Reading Time: 3 minutes
This post has been a long time coming. Reading books is getting a lot harder these days. I used to be able to read books on my Kindle while feeding the baby. Now she’s so active, that even during that “quiet time” she’s got all of her limbs flailing around.
Anatomy for Runners: Unlocking Your Athletic Potential for Health, Speed, and Injury Prevention by Jay Dicharry, MPT, SCS (That’s a Master of Physical Therapy and Sports Clinical Specialist… in case you didn’t know. Which I didn’t.) is a fascinating book that takes a look at why so many runners get injured and ways to go about repairing/preventing this phenomenon.
This book makes you think… but it doesn’t preach that one certain way is the best. No “You MUST run barefoot!” or “You MUST use shoes!” messages. It’s more about finding imbalances and problem areas in your individual body to make you the most efficient runner you can be.
The chapter on soft tissue mobility was really interesting to me, the photos about how healthy vs. damaged collagen is supposed to lay helped me gain a little better understanding on muscle knots. The book explains how to focus in on breaking up the adhesions yourself and says that by focusing on the spot for 3-5 minutes daily, you should be able to get full mobility back in 2-3 weeks. So either using your hands, foam roller or massage ball regularly makes a big difference. Gotta remember this… 3-5 minutes on my Yoga Tune-up ball on my upper back knots each night should help, right?
And while the book doesn’t make a proclamation saying you need to wear a certain type of shoe or not wear a certain type of shoe, there are some instances that point to research about how our over-cushioned, over-stabilized shoes can be problematic. The book makes the analogy that putting marshmallows all over your hands and then trying to tie your shoes would be impossible because we’ve taken away all of the sensory input we need. That’s kind of the same thing with shoes. But if you can’t imagine getting rid of your regular running shoes… try to implement no shoes or completely flat shoes in the many other others of your day that you aren’t running. That will help strengthen your feet!
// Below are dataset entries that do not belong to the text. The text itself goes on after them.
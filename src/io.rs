//! CSV input and output.
//!
//! Column names follow the exported datasets: `Test_Round`, `Latitude`,
//! `Longitude` on input; the summary and pair-detail tables on output. Extra
//! input columns are ignored (and preserved by [`filter_rows_by_points`]).

use std::collections::HashSet;
use std::io::{Read, Write};

use csv::StringRecord;

use crate::cluster::{BatchReport, RoundId};
use crate::error::{Error, Result};
use crate::geodesic::Point;

const ROUND_COLUMN: &str = "Test_Round";
const LATITUDE_COLUMN: &str = "Latitude";
const LONGITUDE_COLUMN: &str = "Longitude";

fn column_index(headers: &StringRecord, name: &str) -> Result<usize> {
    headers
        .iter()
        .position(|h| h.trim() == name)
        .ok_or_else(|| Error::Parse {
            line: 1,
            message: format!("missing column {name:?}"),
        })
}

fn line_of(record: &StringRecord) -> u64 {
    record.position().map(|p| p.line()).unwrap_or(0)
}

fn field<'r>(record: &'r StringRecord, idx: usize, name: &str) -> Result<&'r str> {
    record.get(idx).map(str::trim).ok_or_else(|| Error::Parse {
        line: line_of(record),
        message: format!("missing value for {name:?}"),
    })
}

fn parse_f64(record: &StringRecord, idx: usize, name: &str) -> Result<f64> {
    let raw = field(record, idx, name)?;
    raw.parse::<f64>().map_err(|e| Error::Parse {
        line: line_of(record),
        message: format!("{name} {raw:?}: {e}"),
    })
}

fn parse_point(record: &StringRecord, lat_idx: usize, lon_idx: usize) -> Result<Point> {
    Ok(Point::new(
        parse_f64(record, lat_idx, LATITUDE_COLUMN)?,
        parse_f64(record, lon_idx, LONGITUDE_COLUMN)?,
    ))
}

/// Exact-equality key; `-0.0` and `0.0` collapse.
fn point_key(p: &Point) -> (u64, u64) {
    ((p.latitude + 0.0).to_bits(), (p.longitude + 0.0).to_bits())
}

/// Read `(round id, point)` records from a CSV with `Test_Round`, `Latitude`
/// and `Longitude` columns.
///
/// Coordinates are not range-checked here; out-of-range points surface when
/// their round is analyzed.
pub fn read_round_records<R: Read>(reader: R) -> Result<Vec<(RoundId, Point)>> {
    let mut rdr = csv::Reader::from_reader(reader);
    let headers = rdr.headers()?.clone();
    let round_idx = column_index(&headers, ROUND_COLUMN)?;
    let lat_idx = column_index(&headers, LATITUDE_COLUMN)?;
    let lon_idx = column_index(&headers, LONGITUDE_COLUMN)?;

    let mut out = Vec::new();
    for record in rdr.records() {
        let record = record?;
        let raw = field(&record, round_idx, ROUND_COLUMN)?;
        let round_id = raw.parse::<RoundId>().map_err(|e| Error::Parse {
            line: line_of(&record),
            message: format!("{ROUND_COLUMN} {raw:?}: {e}"),
        })?;
        out.push((round_id, parse_point(&record, lat_idx, lon_idx)?));
    }
    Ok(out)
}

/// Read points from a CSV with `Latitude` and `Longitude` columns.
pub fn read_points<R: Read>(reader: R) -> Result<Vec<Point>> {
    let mut rdr = csv::Reader::from_reader(reader);
    let headers = rdr.headers()?.clone();
    let lat_idx = column_index(&headers, LATITUDE_COLUMN)?;
    let lon_idx = column_index(&headers, LONGITUDE_COLUMN)?;

    let mut out = Vec::new();
    for record in rdr.records() {
        out.push(parse_point(&record?, lat_idx, lon_idx)?);
    }
    Ok(out)
}

/// Remove exact duplicate coordinates, keeping the first occurrence.
pub fn dedup_points(points: &[Point]) -> Vec<Point> {
    let mut seen = HashSet::with_capacity(points.len());
    points
        .iter()
        .filter(|p| seen.insert(point_key(p)))
        .copied()
        .collect()
}

/// Write one row per analyzed round.
pub fn write_round_summary<W: Write>(writer: W, report: &BatchReport) -> Result<()> {
    let mut wtr = csv::Writer::from_writer(writer);
    wtr.write_record([
        "Test_Round",
        "Cluster_Label",
        "Largest_Group_Size",
        "Total_Groups",
        "Close_Pairs_Count",
    ])?;
    for r in &report.results {
        wtr.write_record([
            r.round_id.to_string(),
            r.label().to_string(),
            r.largest_cluster_size.to_string(),
            r.total_groups().to_string(),
            r.near_pair_count.to_string(),
        ])?;
    }
    wtr.flush().map_err(csv::Error::from)?;
    Ok(())
}

fn location_label(index: usize, p: &Point) -> String {
    format!("Location{}({:.6},{:.6})", index + 1, p.latitude, p.longitude)
}

/// Write one row per point pair of every analyzed round.
pub fn write_pair_details<W: Write>(writer: W, report: &BatchReport) -> Result<()> {
    let mut wtr = csv::Writer::from_writer(writer);
    wtr.write_record([
        "Test_Round",
        "Location1",
        "Location2",
        "Distance_Meters",
        "Within_Threshold",
    ])?;
    for result in &report.results {
        for pair in &result.pairs {
            let point = |i: usize| {
                result.points.get(i).ok_or_else(|| Error::InvalidParameter {
                    name: "report",
                    message: format!("round {} has no point {i}", result.round_id),
                })
            };
            wtr.write_record([
                result.round_id.to_string(),
                location_label(pair.first, point(pair.first)?),
                location_label(pair.second, point(pair.second)?),
                format!("{:.2}", pair.distance_m),
                pair.within_threshold.to_string(),
            ])?;
        }
    }
    wtr.flush().map_err(csv::Error::from)?;
    Ok(())
}

/// Write points as `Latitude,Longitude` rows.
pub fn write_points<W: Write>(writer: W, points: &[Point]) -> Result<()> {
    let mut wtr = csv::Writer::from_writer(writer);
    wtr.write_record([LATITUDE_COLUMN, LONGITUDE_COLUMN])?;
    for p in points {
        wtr.write_record([p.latitude.to_string(), p.longitude.to_string()])?;
    }
    wtr.flush().map_err(csv::Error::from)?;
    Ok(())
}

/// Copy the header and every row located at one of `keep` from `reader` to
/// `writer`. Returns the number of data rows written.
pub fn filter_rows_by_points<R: Read, W: Write>(reader: R, writer: W, keep: &[Point]) -> Result<usize> {
    let keep: HashSet<(u64, u64)> = keep.iter().map(point_key).collect();

    let mut rdr = csv::Reader::from_reader(reader);
    let headers = rdr.headers()?.clone();
    let lat_idx = column_index(&headers, LATITUDE_COLUMN)?;
    let lon_idx = column_index(&headers, LONGITUDE_COLUMN)?;

    let mut wtr = csv::Writer::from_writer(writer);
    wtr.write_record(&headers)?;

    let mut written = 0;
    for record in rdr.records() {
        let record = record?;
        let p = parse_point(&record, lat_idx, lon_idx)?;
        if keep.contains(&point_key(&p)) {
            wtr.write_record(&record)?;
            written += 1;
        }
    }
    wtr.flush().map_err(csv::Error::from)?;
    Ok(written)
}

#[cfg(test)]
mod tests {
    use super::*;
    use crate::cluster::{group_rounds, AnalyzerConfig, Round, RoundAnalyzer};

    #[test]
    fn test_read_round_records() {
        let csv = "Test_Round,Rank,Latitude,Longitude\n\
                   1,1,-37.81,144.96\n\
                   1,2,-37.82,144.97\n\
                   2,1,-37.80,144.95\n";
        let records = read_round_records(csv.as_bytes()).unwrap();
        assert_eq!(records.len(), 3);
        assert_eq!(records[0], (1, Point::new(-37.81, 144.96)));
        assert_eq!(records[2].0, 2);
    }

    #[test]
    fn test_missing_column() {
        let csv = "Round,Latitude,Longitude\n1,0,0\n";
        let err = read_round_records(csv.as_bytes()).unwrap_err();
        assert!(matches!(err, Error::Parse { line: 1, .. }));
    }

    #[test]
    fn test_bad_number_reports_line() {
        let csv = "Latitude,Longitude\n0,0\nabc,1\n";
        let err = read_points(csv.as_bytes()).unwrap_err();
        assert!(matches!(err, Error::Parse { line: 3, .. }));
    }

    #[test]
    fn test_dedup_keeps_first() {
        let a = Point::new(1.0, 2.0);
        let b = Point::new(3.0, 4.0);
        assert_eq!(dedup_points(&[a, b, a, Point::new(1.0, 2.0)]), vec![a, b]);
        assert_eq!(dedup_points(&[Point::new(-0.0, 0.0), Point::new(0.0, 0.0)]).len(), 1);
    }

    #[test]
    fn test_summary_and_pairs_output() {
        let records = vec![
            (5, Point::new(0.0, 0.0)),
            (5, Point::new(0.0, 0.001)),
            (5, Point::new(1.0, 1.0)),
        ];
        let rounds = group_rounds(records);
        let report = RoundAnalyzer::new(AnalyzerConfig::default().with_round_size(3))
            .analyze(&rounds)
            .unwrap();

        let mut summary = Vec::new();
        write_round_summary(&mut summary, &report).unwrap();
        let summary = String::from_utf8(summary).unwrap();
        assert_eq!(
            summary,
            "Test_Round,Cluster_Label,Largest_Group_Size,Total_Groups,Close_Pairs_Count\n5,2,2,2,1\n"
        );

        let mut pairs = Vec::new();
        write_pair_details(&mut pairs, &report).unwrap();
        let pairs = String::from_utf8(pairs).unwrap();
        let lines: Vec<&str> = pairs.lines().collect();
        assert_eq!(lines.len(), 4);
        assert!(lines[1].starts_with(
            "5,\"Location1(0.000000,0.000000)\",\"Location2(0.000000,0.001000)\",111.32,true"
        ));
    }

    #[test]
    fn test_pair_details_with_duplicate_round_ids() {
        let far: Vec<Point> = (0..5).map(|i| Point::new(i as f64 * 0.1, 0.0)).collect();
        let rounds = vec![
            Round::new(1, far.clone()),
            Round::new(1, far[..3].to_vec()),
        ];
        let report = RoundAnalyzer::default().analyze(&rounds).unwrap();
        assert_eq!(report.skipped_count(), 1);

        let mut out = Vec::new();
        write_pair_details(&mut out, &report).unwrap();
        let out = String::from_utf8(out).unwrap();
        assert_eq!(out.lines().count(), 1 + 10);
        assert!(out.contains("Location5(0.400000,0.000000)"));
    }

    #[test]
    fn test_filter_rows_by_points() {
        let csv = "Id,Latitude,Longitude\n\
                   a,1.5,2.5\n\
                   b,3.0,4.0\n\
                   c,1.5,2.5\n";
        let mut out = Vec::new();
        let n = filter_rows_by_points(csv.as_bytes(), &mut out, &[Point::new(1.5, 2.5)]).unwrap();
        assert_eq!(n, 2);
        assert_eq!(
            String::from_utf8(out).unwrap(),
            "Id,Latitude,Longitude\na,1.5,2.5\nc,1.5,2.5\n"
        );
    }
}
And this line about how we go shopping for shoes hoping to fit into shoes instead of finding shoes that fit us… that’s brilliant BEYOND just the shoe realm. Let’s remember this for clothing too, okay? It’s not a problem with US if the pants don’t fit, it’s a problem with those pants! (Okay, this is really straying from the message of the book… but it fits in with the messages that I always share!)
There are a series of mobility assessments so you can pinpoint where your imbalances lie and then a series of corrective exercises to fix those. I am going to try those and will report back if I find anything noteworthy!
All-in-all, I think this is an excellent book. If you are a running coach, it would be a good one to help you with athletes that seem to be injury-prone as well as coming up with warm-up advice for your athletes. If you are a runner on your own looking for information on improving your injuries or keeping yourself from getting injured, this is a good book for you too. I just wish it came spiral-bound so it would be easier to keep the book open when you are working on the assessment/exercises!